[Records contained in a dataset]
//! Bech32 encoding and decoding (BIP173).
//!
//! This is the generic layer: human-readable part, 5-bit data symbols
//! and the BCH checksum. Witness-program semantics live in the address
//! module on top of it.

use core::fmt;

pub const CHARSET: &[u8] = b"qpzry9x8gf2tvdw0s3jn54khce6mua7l";

/// Shortest and longest legal encoded strings.
pub const MIN_LENGTH: usize = 8;
pub const MAX_LENGTH: usize = 90;

const GENERATORS: [u32; 5] = [0x3b6a57b2, 0x26508e6d, 0x1ea119fa, 0x3d4233dd, 0x2a1462b3];

#[derive(Debug, Clone, PartialEq, Eq)]
pub enum Error {
    /// Total encoded length outside `[8, 90]`.
    InvalidLength(usize),
    /// A character outside the bech32 alphabet, or an unprintable HRP
    /// character.
    InvalidChar(char),
    /// No `'1'` separator in the string.
    MissingSeparator,
    /// The checksum did not verify.
    InvalidChecksum,
    /// Both upper- and lowercase letters in one string.
    MixedCase,
    /// Nonzero bits left over when regrouping to 8-bit bytes.
    InvalidPadding,
}

impl fmt::Display for Error {
    fn fmt(&self, f: &mut fmt::Formatter<'_>) -> fmt::Result {
        match *self {
            Error::InvalidLength(len) => write!(f, "invalid bech32 string length {len}"),
            Error::InvalidChar(c) => write!(f, "invalid bech32 character {c:?}"),
            Error::MissingSeparator => write!(f, "missing bech32 separator '1'"),
            Error::InvalidChecksum => write!(f, "invalid bech32 checksum"),
            Error::MixedCase => write!(f, "bech32 strings must not mix upper and lower case"),
            Error::InvalidPadding => write!(f, "invalid padding in bech32 data"),
        }
    }
}

impl std::error::Error for Error {}

fn polymod(values: impl IntoIterator<Item = u8>) -> u32 {
    let mut chk: u32 = 1;
    for v in values {
        let top = chk >> 25;
        chk = (chk & 0x01ff_ffff) << 5 ^ v as u32;
        for (i, &generator) in GENERATORS.iter().enumerate() {
            if (top >> i) & 1 == 1 {
                chk ^= generator;
            }
        }
    }
    chk
}

/// `[c >> 5 for c in hrp] ++ [0] ++ [c & 31 for c in hrp]`
fn hrp_expand(hrp: &str) -> Vec<u8> {
    let bytes = hrp.as_bytes();
    let mut ret = Vec::with_capacity(bytes.len() * 2 + 1);
    ret.extend(bytes.iter().map(|c| c >> 5));
    ret.push(0);
    ret.extend(bytes.iter().map(|c| c & 31));
    ret
}

fn verify_checksum(hrp: &str, data: &[u8]) -> bool {
    polymod(hrp_expand(hrp).into_iter().chain(data.iter().copied())) == 1
}

fn create_checksum(hrp: &str, data: &[u8]) -> [u8; 6] {
    let values = hrp_expand(hrp)
        .into_iter()
        .chain(data.iter().copied())
        .chain([0u8; 6]);
    let plm = polymod(values) ^ 1;

    let mut checksum = [0u8; 6];
    for (i, c) in checksum.iter_mut().enumerate() {
        *c = ((plm >> (5 * (5 - i))) & 31) as u8;
    }
    checksum
}

/// Encodes an HRP and 5-bit data symbols to a lowercase bech32 string.
pub fn encode(hrp: &str, data: &[u8]) -> Result<String, Error> {
    let total_len = hrp.len() + 1 + data.len() + 6;
    if !(MIN_LENGTH..=MAX_LENGTH).contains(&total_len) {
        return Err(Error::InvalidLength(total_len));
    }

    let mut ret = String::with_capacity(total_len);
    ret.push_str(hrp);
    ret.push('1');
    for &value in data.iter().chain(&create_checksum(hrp, data)) {
        debug_assert!(value < 32);
        ret.push(CHARSET[value as usize] as char);
    }
    Ok(ret)
}

/// Decodes a bech32 string into its HRP (lowercased) and 5-bit data
/// symbols, checksum verified and stripped.
pub fn decode(s: &str) -> Result<(String, Vec<u8>), Error> {
    if !(MIN_LENGTH..=MAX_LENGTH).contains(&s.len()) {
        return Err(Error::InvalidLength(s.len()));
    }

    let has_lower = s.bytes().any(|b| b.is_ascii_lowercase());
    let has_upper = s.bytes().any(|b| b.is_ascii_uppercase());
    if has_lower && has_upper {
        return Err(Error::MixedCase);
    }

    let s = s.to_ascii_lowercase();
    let separator = s.rfind('1').ok_or(Error::MissingSeparator)?;
    if separator == 0 || separator + 7 > s.len() {
        // empty HRP, or a data part shorter than the checksum
        return Err(Error::MissingSeparator);
    }

    let (hrp, data_part) = s.split_at(separator);
    for c in hrp.chars() {
        if !('\x21'..='\x7e').contains(&c) {
            return Err(Error::InvalidChar(c));
        }
    }

    let mut data = Vec::with_capacity(data_part.len() - 1);
    for c in data_part[1..].bytes() {
        let value = CHARSET
            .iter()
            .position(|&charset_char| charset_char == c)
            .ok_or(Error::InvalidChar(c as char))?;
        data.push(value as u8);
    }

    if !verify_checksum(hrp, &data) {
        return Err(Error::InvalidChecksum);
    }

    data.truncate(data.len() - 6);
    Ok((hrp.to_string(), data))
}

/// Regroups a bit stream between arbitrary group sizes, most
/// significant bits first. Encoding 8→5 pads the tail; decoding 5→8
/// must not need padding and rejects nonzero leftover bits.
pub fn convert_bits(data: &[u8], from: u32, to: u32, pad: bool) -> Result<Vec<u8>, Error> {
    let mut acc: u32 = 0;
    let mut bits: u32 = 0;
    let mut ret = Vec::with_capacity((data.len() * from as usize).div_ceil(to as usize));
    let max_value: u32 = (1 << to) - 1;

    for &value in data {
        if (value as u32) >> from != 0 {
            return Err(Error::InvalidPadding);
        }
        acc = (acc << from) | value as u32;
        bits += from;
        while bits >= to {
            bits -= to;
            ret.push(((acc >> bits) & max_value) as u8);
        }
    }

    if pad {
        if bits > 0 {
            ret.push(((acc << (to - bits)) & max_value) as u8);
        }
    } else if bits >= from || ((acc << (to - bits)) & max_value) != 0 {
        return Err(Error::InvalidPadding);
    }

    Ok(ret)
}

§ **Assignment**
Extract all lines from the data in which "bool" is found.

§ **Task response**
fn verify_checksum(hrp: &str, data: &[u8]) -> bool {
pub fn convert_bits(data: &[u8], from: u32, to: u32, pad: bool) -> Result<Vec<u8>, Error> {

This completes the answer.